Building Inclusive Financial Sectors for Development Posted by Picasa


Preface

Why are so many people and firms in developing countries excluded from full participation in the financial sector? That is the fundamental question that claims the attention of this book and the consultative process that led to it.

The UN General Assembly adopted 2005 as the International Year of Microcredit to "address the constraints that exclude people from full participation in the financial sector." At the World Summit at the United Nations in September 2005, Heads of State and Government recognized "the need for access to financial services, in particular for the poor, including through microfinance and microcredit."
The Monterrey Consensus that Heads of State and Government adopted at the International Conference on Financing for Development in 2002 explicitly recognized that "microfinance and credit for micro-, small and medium enterprises…as well as national savings schemes are important for enhancing the social and economic impact of the financial sector." They further recommended that "development banks, commercial banks and other financial institutions, whether independently or in cooperation, can be effective instruments for facilitating access to finance, including equity financing, for such enterprises…."

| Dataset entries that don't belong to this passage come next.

// ============================================================================
// On-disk record
// ============================================================================

/// The configuration file exactly as stored.
///
/// Key names are kept compatible with records written by the captive portal
/// of earlier firmware, which is why they do not follow a single casing rule.
#[derive(Debug, Clone, Default, PartialEq, Serialize, Deserialize)]
pub struct DeviceConfigRecord {
    #[serde(rename = "deviceName", default, skip_serializing_if = "Option::is_none")]
    pub device_name: Option<String>,

    /// `"DHCP"` or a dotted IPv4 address.
    #[serde(rename = "microcontrollerIP", default, skip_serializing_if = "Option::is_none")]
    pub microcontroller_ip: Option<String>,

    #[serde(rename = "gatewayIP", default, skip_serializing_if = "Option::is_none")]
    pub gateway_ip: Option<String>,

    #[serde(rename = "subnetMask", default, skip_serializing_if = "Option::is_none")]
    pub subnet_mask: Option<String>,

    #[serde(rename = "dnsIP", default, skip_serializing_if = "Option::is_none")]
    pub dns_ip: Option<String>,

    #[serde(default, skip_serializing_if = "Option::is_none")]
    pub qsid: Option<String>,

    #[serde(default, skip_serializing_if = "Option::is_none")]
    pub qpass: Option<String>,

    #[serde(rename = "OTApass", default, skip_serializing_if = "Option::is_none")]
    pub ota_pass: Option<String>,

    #[serde(rename = "mqttIP", default, skip_serializing_if = "Option::is_none")]
    pub mqtt_ip: Option<String>,

    /// Written as a string by the portal; numbers are accepted on read.
    #[serde(
        rename = "mqttPort",
        default,
        deserialize_with = "string_or_number",
        skip_serializing_if = "Option::is_none"
    )]
    pub mqtt_port: Option<String>,

    #[serde(default, skip_serializing_if = "Option::is_none")]
    pub mqttuser: Option<String>,

    #[serde(default, skip_serializing_if = "Option::is_none")]
    pub mqttpass: Option<String>,

    /// Wired profile index, negative when unused.
    #[serde(default, skip_serializing_if = "Option::is_none")]
    pub ethd: Option<i8>,

    #[serde(default, skip_serializing_if = "Option::is_none")]
    pub mosi: Option<i8>,

    #[serde(default, skip_serializing_if = "Option::is_none")]
    pub miso: Option<i8>,

    #[serde(default, skip_serializing_if = "Option::is_none")]
    pub sclk: Option<i8>,

    #[serde(default, skip_serializing_if = "Option::is_none")]
    pub cs: Option<i8>,

    #[serde(default, skip_serializing_if = "Option::is_none")]
    pub int: Option<i8>,

    #[serde(default, skip_serializing_if = "Option::is_none")]
    pub rst: Option<i8>,

    #[serde(rename = "additionalParam", default, skip_serializing_if = "Option::is_none")]
    pub additional_param: Option<String>,
}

Drawing on this mandate, the UN Department of Economic and Social Affairs (DESA) and the UN Capital Development Fund (UNCDF) undertook a project to analyse the obstacles to financial inclusion and to report on efforts to overcome those obstacles in a variety of countries. DESA and UNCDF also undertook to bring the results of this investigation to the attention of the international community.

As a major part of this process, a series of regional "multi-stakeholder consultations" was organized in the Middle East, Africa, Asia and Latin America. Views of governments, international organizations, financial institutions, the private sector and civil society were gathered in informal roundtable discussions at these meetings.
In addition, UNCDF, the Financing for Development (FfD) office of DESA and the World Bank Institute held a global e-conference in the spring of 2005 in which over 800 people participated.
Material was also gathered from an on-line questionnaire and in-depth interviews with experts in the field. As an example of other significant inputs, Women's World Banking convoked a major global meeting of experts who produced a report as input to this process, Building Domestic Financial Systems that Work for the Majority. The consultation process culminated in a May 2005 Global Meeting on Building Inclusive Financial Sectors, a final multi-stakeholder discussion hosted by the International Labour Organization in Geneva.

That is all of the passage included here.